▶ [Directions] Reproduce all entries verbatim, with nothing added or dropped.

______________________________

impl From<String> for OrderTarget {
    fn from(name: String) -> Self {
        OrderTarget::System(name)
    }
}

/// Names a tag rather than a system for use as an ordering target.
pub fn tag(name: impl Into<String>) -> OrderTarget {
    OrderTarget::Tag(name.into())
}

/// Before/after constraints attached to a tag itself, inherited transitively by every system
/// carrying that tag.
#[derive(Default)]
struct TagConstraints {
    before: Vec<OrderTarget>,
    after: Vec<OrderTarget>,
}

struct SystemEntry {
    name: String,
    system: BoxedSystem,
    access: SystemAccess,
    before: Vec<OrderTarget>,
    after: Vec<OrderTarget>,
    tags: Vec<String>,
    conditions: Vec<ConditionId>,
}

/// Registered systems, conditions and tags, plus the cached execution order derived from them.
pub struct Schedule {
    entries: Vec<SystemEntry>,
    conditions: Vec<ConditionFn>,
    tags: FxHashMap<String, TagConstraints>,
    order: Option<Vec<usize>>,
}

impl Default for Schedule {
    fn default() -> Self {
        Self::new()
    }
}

______________________________

▶ [Finished task]
impl From<String> for OrderTarget {
    fn from(name: String) -> Self {
        OrderTarget::System(name)
    }
}

/// Names a tag rather than a system for use as an ordering target.
pub fn tag(name: impl Into<String>) -> OrderTarget {
    OrderTarget::Tag(name.into())
}

/// Before/after constraints attached to a tag itself, inherited transitively by every system
/// carrying that tag.
#[derive(Default)]
struct TagConstraints {
    before: Vec<OrderTarget>,
    after: Vec<OrderTarget>,
}

struct SystemEntry {
    name: String,
    system: BoxedSystem,
    access: SystemAccess,
    before: Vec<OrderTarget>,
    after: Vec<OrderTarget>,
    tags: Vec<String>,
    conditions: Vec<ConditionId>,
}

/// Registered systems, conditions and tags, plus the cached execution order derived from them.
pub struct Schedule {
    entries: Vec<SystemEntry>,
    conditions: Vec<ConditionFn>,
    tags: FxHashMap<String, TagConstraints>,
    order: Option<Vec<usize>>,
}

impl Default for Schedule {
    fn default() -> Self {
        Self::new()
    }
}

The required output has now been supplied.